Gilbert de Umfraville, Earl of Angus (before 1246 – 1308) was the first of the Anglo-French de Umfraville line to rule the Earldom of Angus in his own right.

His father was Gilbert de Umfraville (died shortly before 13 March 1245), a Norman, and feudal Baron of Prudhoe in Northumberland, and his mother was Matilda, Countess of Angus. He succeeded his father in infancy.

He also carried on the line of the earlier Gaelic earls through his mother. He succeeded her sometime after 1247 (when she was still living with her third husband Richard de Dover) as an infant, certainly no older than three.

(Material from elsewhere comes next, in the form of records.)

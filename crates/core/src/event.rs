//! Closed set of inbound change events, one enum per container shape.
//!
//! An external router decodes server events and hands each one to the matching
//! container; containers dispatch on the variant with a `match`.

use serde::{Deserialize, Serialize};

use crate::{CommentNode, Entity, PaginationResult, Reaction};

/// Events for a flat, sorted collection of `T`.
#[derive(Debug, Clone, Serialize, Deserialize)]
#[serde(tag = "type", rename_all = "snake_case")]
#[serde(bound(
    serialize = "T: Serialize, T::Key: Serialize",
    deserialize = "T: Deserialize<'de>, T::Key: Deserialize<'de>"
))]
pub enum CollectionEvent<T: Entity> {
    Added { item: T },
    Updated { item: T },
    Removed { key: T::Key },
    PageLoaded { page: PaginationResult<T> },
}

impl<T: Entity> CollectionEvent<T> {
    pub fn name(&self) -> &'static str {
        match self {
            Self::Added { .. } => "added",
            Self::Updated { .. } => "updated",
            Self::Removed { .. } => "removed",
            Self::PageLoaded { .. } => "page_loaded",
        }
    }
}

/// Events for a forest of comment threads.
#[derive(Debug, Clone, Serialize, Deserialize)]
#[serde(tag = "type", rename_all = "snake_case")]
pub enum ThreadEvent {
    CommentAdded { comment: CommentNode },
    CommentUpdated { comment: CommentNode },
    CommentRemoved { id: String },
    ReactionAdded { comment_id: String, reaction: Reaction },
    ReactionRemoved { comment_id: String, reaction: Reaction },
    /// A page of top-level comments.
    PageLoaded { page: PaginationResult<CommentNode> },
    /// A page of replies under one comment.
    RepliesLoaded { parent_id: String, page: PaginationResult<CommentNode> },
}

impl ThreadEvent {
    pub fn name(&self) -> &'static str {
        match self {
            Self::CommentAdded { .. } => "comment_added",
            Self::CommentUpdated { .. } => "comment_updated",
            Self::CommentRemoved { .. } => "comment_removed",
            Self::ReactionAdded { .. } => "reaction_added",
            Self::ReactionRemoved { .. } => "reaction_removed",
            Self::PageLoaded { .. } => "page_loaded",
            Self::RepliesLoaded { .. } => "replies_loaded",
        }
    }
}

#[cfg(test)]
mod tests {
    use super::*;

    #[test]
    fn thread_event_decodes_tagged_json() {
        let ev: ThreadEvent = serde_json::from_str(
            r#"{"type":"comment_added","comment":{"id":"2","parent_id":"1","created_at":"2024-01-01T00:00:00Z"}}"#,
        )
        .expect("decode");
        match ev {
            ThreadEvent::CommentAdded { comment } => {
                assert_eq!(comment.id, "2");
                assert_eq!(comment.parent_id.as_deref(), Some("1"));
                assert!(comment.replies.is_empty());
            }
            other => panic!("unexpected event {}", other.name()),
        }
    }

    #[test]
    fn collection_event_decodes_removed_key() {
        let ev: CollectionEvent<CommentNode> =
            serde_json::from_str(r#"{"type":"removed","key":"c1"}"#).expect("decode");
        assert_eq!(ev.name(), "removed");
        assert!(matches!(ev, CollectionEvent::Removed { key } if key == "c1"));
    }
}
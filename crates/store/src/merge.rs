//! Sorted merge/upsert over key-unique ordered collections.
//!
//! All functions are pure: they read the existing collection and return a new
//! one. Sorting is stable, so records comparing equal keep their relative order
//! and re-applying the same input yields the same output.

use std::cmp::Ordering;
use std::hash::Hash;

use rustc_hash::FxHashSet;

/// Union of `existing` and `incoming`, one record per key, sorted by `cmp`.
/// When a key is in both, the incoming record wins.
pub fn merge_sorted<T, K, F, C>(existing: &[T], incoming: &[T], key_of: F, cmp: C) -> Vec<T>
where
    T: Clone,
    K: Eq + Hash,
    F: Fn(&T) -> K,
    C: Fn(&T, &T) -> Ordering,
{
    let fresh: FxHashSet<K> = incoming.iter().map(&key_of).collect();
    let mut out = Vec::with_capacity(existing.len() + incoming.len());
    out.extend(existing.iter().filter(|x| !fresh.contains(&key_of(*x))).cloned());
    out.extend(incoming.iter().cloned());
    out.sort_by(|a, b| cmp(a, b));
    out
}

/// Insert `item`, replacing any record with the same key, at its sorted position.
///
/// `existing` must already be sorted by `cmp`. Among equal records the new one
/// lands last, which is where a stable re-sort would put it.
pub fn upsert_sorted<T, K, F, C>(existing: &[T], item: T, key_of: F, cmp: C) -> Vec<T>
where
    T: Clone,
    K: Eq,
    F: Fn(&T) -> K,
    C: Fn(&T, &T) -> Ordering,
{
    let key = key_of(&item);
    let mut out: Vec<T> = Vec::with_capacity(existing.len() + 1);
    out.extend(existing.iter().filter(|x| key_of(*x) != key).cloned());
    let at = out.partition_point(|x| cmp(x, &item) != Ordering::Greater);
    out.insert(at, item);
    out
}

/// Drop the record with `key`. Unknown keys leave the collection as is.
pub fn remove_by_key<T, K, F>(existing: &[T], key: &K, key_of: F) -> Vec<T>
where
    T: Clone,
    K: Eq,
    F: Fn(&T) -> K,
{
    existing.iter().filter(|x| key_of(*x) != *key).cloned().collect()
}

/// True when `items` is sorted by `cmp` and has no duplicate keys.
pub fn is_sorted_unique<T, K, F, C>(items: &[T], key_of: F, cmp: C) -> bool
where
    K: Eq + Hash,
    F: Fn(&T) -> K,
    C: Fn(&T, &T) -> Ordering,
{
    let mut seen = FxHashSet::default();
    items.windows(2).all(|w| cmp(&w[0], &w[1]) != Ordering::Greater)
        && items.iter().all(|x| seen.insert(key_of(x)))
}
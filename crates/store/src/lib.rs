//! Feeds store: sorted merge, comment thread patching and the observable
//! containers built on them.
//!
//! Data flow: a fetched page or a real-time event reaches a container (directly
//! or through [`spawn_dispatch`]), the container computes the next snapshot with
//! the pure engines in [`merge`] and [`thread`], and swaps it in atomically.

#![forbid(unsafe_code)]

use feeds_core::PaginationResult;
use tokio::sync::mpsc;
use tokio::task::JoinHandle;
use tracing::info;

pub mod collection;
pub mod comments;
pub mod merge;
pub mod thread;

pub use collection::{CollectionHandler, CollectionSnapshot, PaginatedCollection};
pub use comments::{CommentThread, ThreadHandler, ThreadSnapshot};

#[derive(Debug, thiserror::Error)]
pub enum StoreError {
    #[error("page source: {0:#}")]
    Source(anyhow::Error),
}

/// Fetches one page of `T` after `cursor` (`None` = first page).
#[async_trait::async_trait]
pub trait PageSource<T>: Send + Sync {
    async fn fetch_page(&self, cursor: Option<String>, limit: usize) -> anyhow::Result<PaginationResult<T>>;
}

/// A container that accepts events of type `E`.
pub trait EventSink<E>: Send + Sync {
    fn apply(&self, event: E);
}

impl<E, S: EventSink<E> + ?Sized> EventSink<E> for std::sync::Arc<S> {
    fn apply(&self, event: E) { (**self).apply(event) }
}

/// Spawn a loop applying events to `sink` strictly in the order they are sent.
///
/// This makes the loop the only writer of the container. The loop ends once all
/// senders are dropped and the queue is drained.
pub fn spawn_dispatch<E, S>(sink: S, cap: usize) -> (mpsc::Sender<E>, JoinHandle<u64>)
where
    E: Send + 'static,
    S: EventSink<E> + 'static,
{
    let (tx, mut rx) = mpsc::channel::<E>(cap.max(1));
    let handle = tokio::spawn(async move {
        let mut applied = 0u64;
        while let Some(ev) = rx.recv().await {
            sink.apply(ev);
            applied += 1;
        }
        info!(applied, "dispatch loop stopped");
        applied
    });
    (tx, handle)
}
//! Drives one approved recommendation through the GitOps phases.

use std::fmt;
use std::path::PathBuf;
use std::sync::Arc;

use async_trait::async_trait;
use finops_bus::{EventHandler, EventPublisher, RetryPolicy, Retryable, publish_with_retry};
use finops_core::event::{PrCreated, RecommendationApproved};
use finops_core::{Event, epoch_secs};
use sha2::{Digest, Sha256};
use tracing::{debug, error, info, warn};

use crate::error::{ApplyError, ErrorClass};
use crate::git::GitWorkspace;
use crate::manifest::{ManifestPatch, find_manifest, patch_file};
use crate::pr::{PullRequest, PullRequestHost};

/// Last phase an apply completed.
#[derive(Debug, Clone, Copy, PartialEq, Eq)]
pub enum ApplyPhase {
    Started,
    RepoReady,
    BranchCreated,
    ManifestPatched,
    Pushed,
    PrAnnounced,
}

/// An apply that stopped after `phase`.
#[derive(Debug)]
pub struct Aborted {
    pub phase: ApplyPhase,
    pub error: ApplyError,
}

impl Aborted {
    pub fn class(&self) -> ErrorClass {
        self.error.class()
    }
}

impl From<ApplyError> for Aborted {
    fn from(error: ApplyError) -> Self {
        Self {
            phase: ApplyPhase::Started,
            error,
        }
    }
}

impl fmt::Display for Aborted {
    fn fmt(&self, f: &mut fmt::Formatter<'_>) -> fmt::Result {
        write!(f, "apply aborted after {:?}: {}", self.phase, self.error)
    }
}

impl std::error::Error for Aborted {
    fn source(&self) -> Option<&(dyn std::error::Error + 'static)> {
        Some(&self.error)
    }
}

impl Retryable for Aborted {
    fn is_retryable(&self) -> bool {
        self.class() == ErrorClass::Transient
    }
}

fn after(phase: ApplyPhase) -> impl FnOnce(ApplyError) -> Aborted {
    move |error| Aborted { phase, error }
}

/// What a completed apply did.
#[derive(Debug, Clone)]
pub struct ApplyReport {
    pub recommendation_id: String,
    pub branch_name: String,
    /// Manifest path relative to the repository root.
    pub manifest: PathBuf,
    /// `false` when the manifest already matched the target.
    pub committed: bool,
    pub pr_url: String,
    pub phase: ApplyPhase,
}

/// `fix/rightsize-` plus the first 12 hex chars of SHA-256(id).
pub fn branch_name(recommendation_id: &str) -> String {
    let digest = Sha256::digest(recommendation_id.as_bytes());
    format!("fix/rightsize-{}", &hex::encode(digest)[..12])
}

struct GitOutcome {
    manifest: PathBuf,
    committed: bool,
}

/// Consumes approved events and turns them into pushed branches and PRs.
pub struct ApplyCoordinator {
    workspace: GitWorkspace,
    manifest_root: PathBuf,
    host: Arc<dyn PullRequestHost>,
    publisher: Arc<dyn EventPublisher>,
    retry: RetryPolicy,
}

impl ApplyCoordinator {
    pub fn new(
        workspace: GitWorkspace,
        manifest_root: PathBuf,
        host: Arc<dyn PullRequestHost>,
        publisher: Arc<dyn EventPublisher>,
        retry: RetryPolicy,
    ) -> Self {
        Self {
            workspace,
            manifest_root,
            host,
            publisher,
            retry,
        }
    }

    pub async fn apply(&self, event: &RecommendationApproved) -> Result<ApplyReport, Aborted> {
        let id = event.recommendation_id.clone();
        let branch = branch_name(&id);
        info!(
            recommendation = %id,
            workload = %event.workload_ref,
            namespace = %event.namespace,
            %branch,
            "applying approved recommendation"
        );

        let result = self.push_change(event, &branch).await;
        let outcome = match result {
            Ok(outcome) => outcome,
            Err(aborted) => {
                self.log_abort(&id, &aborted);
                return Err(aborted);
            }
        };

        match self.announce(event, &branch).await {
            Ok(pr_url) => {
                info!(recommendation = %id, %branch, %pr_url, "apply complete");
                Ok(ApplyReport {
                    recommendation_id: id,
                    branch_name: branch,
                    manifest: outcome.manifest,
                    committed: outcome.committed,
                    pr_url,
                    phase: ApplyPhase::PrAnnounced,
                })
            }
            Err(error) => {
                let aborted = Aborted {
                    phase: ApplyPhase::Pushed,
                    error,
                };
                self.log_abort(&id, &aborted);
                Err(aborted)
            }
        }
    }

    /// Branch, patch, commit and push on the blocking pool.
    async fn push_change(
        &self,
        event: &RecommendationApproved,
        branch: &str,
    ) -> Result<GitOutcome, Aborted> {
        let branch = branch.to_string();
        let manifest_root = self.manifest_root.clone();
        let namespace = event.namespace.clone();
        let workload = event.workload_ref.clone();
        let resources = event.approved_resources.clone();
        let replicas = event.replicas;
        let message = format!(
            "chore: rightsizing {} based on recommendation {}",
            event.workload_ref, event.recommendation_id
        );

        self.workspace
            .run("apply", move |session| {
                session
                    .start_branch(&branch)
                    .map_err(after(ApplyPhase::RepoReady))?;

                let dir = session.workdir().join(&manifest_root).join(&namespace);
                let path = find_manifest(&dir, &workload).map_err(after(ApplyPhase::BranchCreated))?;
                let changed = patch_file(
                    &path,
                    &ManifestPatch {
                        container: &workload.name,
                        resources: &resources,
                        replicas,
                    },
                )
                .map_err(after(ApplyPhase::BranchCreated))?;
                let manifest = path
                    .strip_prefix(session.workdir())
                    .map(|p| p.to_path_buf())
                    .unwrap_or(path.clone());

                let commit = session
                    .commit_all(&message)
                    .map_err(after(ApplyPhase::ManifestPatched))?;
                if commit.is_none() {
                    debug!(manifest = %manifest.display(), changed, "manifest already at target");
                }
                session
                    .push_branch(&branch)
                    .map_err(after(ApplyPhase::ManifestPatched))?;

                Ok(GitOutcome {
                    manifest,
                    committed: commit.is_some(),
                })
            })
            .await
    }

    /// Open the pull request and publish PR-created.
    async fn announce(
        &self,
        event: &RecommendationApproved,
        branch: &str,
    ) -> Result<String, ApplyError> {
        let settings = self.workspace.settings();
        let request = PullRequest {
            repository: settings.url.clone(),
            branch: branch.to_string(),
            base: settings.base_branch.clone(),
            title: format!(
                "Rightsize {} in {} ({:.2} {}/month)",
                event.workload_ref,
                event.namespace,
                event.estimated_monthly_savings,
                event.currency
            ),
        };
        let pr_url = self.host.open(&request).await?;

        let created = Event::PrCreated(PrCreated {
            recommendation_id: event.recommendation_id.clone(),
            pr_url: pr_url.clone(),
            repository: request.repository,
            branch_name: request.branch,
            created_at: epoch_secs(),
        });
        publish_with_retry(self.publisher.as_ref(), created, &self.retry).await?;
        Ok(pr_url)
    }

    fn log_abort(&self, id: &str, aborted: &Aborted) {
        match aborted.class() {
            ErrorClass::Terminal => error!(
                recommendation = %id,
                phase = ?aborted.phase,
                error = %aborted.error,
                "apply aborted permanently"
            ),
            ErrorClass::Transient => warn!(
                recommendation = %id,
                phase = ?aborted.phase,
                error = %aborted.error,
                "apply aborted, will retry"
            ),
        }
    }
}

#[async_trait]
impl EventHandler for ApplyCoordinator {
    type Error = Aborted;

    async fn handle(&self, event: &Event) -> Result<(), Aborted> {
        match event {
            Event::Approved(approved) => self.apply(approved).await.map(|_| ()),
            other => {
                debug!(topic = %other.topic(), "coordinator ignoring event");
                Ok(())
            }
        }
    }
}
//! Archive of generated recommendations.

use std::path::PathBuf;

use async_trait::async_trait;
use finops_core::{ResourceSet, WorkloadRef};
use serde::{Deserialize, Serialize};
use tracing::debug;

use crate::error::ReportError;

#[derive(Debug, Clone, Serialize, Deserialize, PartialEq)]
pub struct RecommendationReport {
    pub id: String,
    pub recommendation_id: String,
    pub workload_ref: WorkloadRef,
    pub namespace: String,
    pub current_resources: ResourceSet,
    pub suggested_resources: ResourceSet,
    pub estimated_monthly_savings: f64,
    pub currency: String,
    pub generated_at: u64,
}

#[async_trait]
pub trait ReportStore: Send + Sync {
    /// Store `report`; returns where it was written.
    async fn put(&self, report: &RecommendationReport) -> Result<String, ReportError>;
}

/// Reports as `<root>/reports/<recommendation id>.json`.
pub struct FsReportStore {
    root: PathBuf,
}

impl FsReportStore {
    pub fn new(root: impl Into<PathBuf>) -> Self {
        Self { root: root.into() }
    }

    pub fn path_for(&self, recommendation_id: &str) -> PathBuf {
        self.root
            .join("reports")
            .join(format!("{recommendation_id}.json"))
    }
}

#[async_trait]
impl ReportStore for FsReportStore {
    async fn put(&self, report: &RecommendationReport) -> Result<String, ReportError> {
        let path = self.path_for(&report.recommendation_id);
        if let Some(parent) = path.parent() {
            tokio::fs::create_dir_all(parent).await?;
        }
        let body = serde_json::to_vec_pretty(report)?;

        // Write then rename so readers never see a partial report.
        let tmp = path.with_extension("json.tmp");
        tokio::fs::write(&tmp, &body).await?;
        tokio::fs::rename(&tmp, &path).await?;

        debug!(path = %path.display(), "report written");
        Ok(path.display().to_string())
    }
}
//! finops-core — shared vocabulary for the rightsizing pipeline.
//!
//! Every stage (policy listener, apply coordinator, sync reconciler,
//! recommender) depends on this crate for:
//!
//! - **`types`** — Recommendation, Policy, ValidationResult, WorkloadRef
//! - **`event`** — the tagged event union exchanged over the transport
//! - **`quantity`** — Kubernetes quantity strings → canonical units
//! - **`cost`** — monthly cost and savings estimates
//! - **`config`** — the `finops.toml` configuration file

pub mod config;
pub mod cost;
pub mod event;
pub mod quantity;
pub mod types;

pub use config::FinopsConfig;
pub use cost::CostModel;
pub use event::{Event, Topic};
pub use quantity::{ParseError, ResourceKind};
pub use types::*;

Simon de Montfort, 6th Earl of Leicester, paid £10,000 to act as Gilbert's warden. Gilbert eventually grew into his inheritance, and although he was primarily an English magnate, there are still a few of his recorded grants. Gilbert was the nominal ruler of the province for more than half a century. As Earl of Angus he was summoned in 1276 for a campaign in Gwynedd against Llywelyn ap Gruffudd. In 1284 he attended the parliament with other Scottish noblemen who acknowledged Margaret of Norway as the heir to King Alexander. In 1296 he again joined Edward I in his conquest of Scotland. He also founded a chantry for two priests at Prudhoe castle to celebrate mass daily.

He died in 1308, and was succeeded by his second son, Robert de Umfraville, Earl of Angus. His first son Gilbert de Umfraville married Margaret de Clare (later Margaret de Badlesmere, Baroness Badlesmere) as her first husband.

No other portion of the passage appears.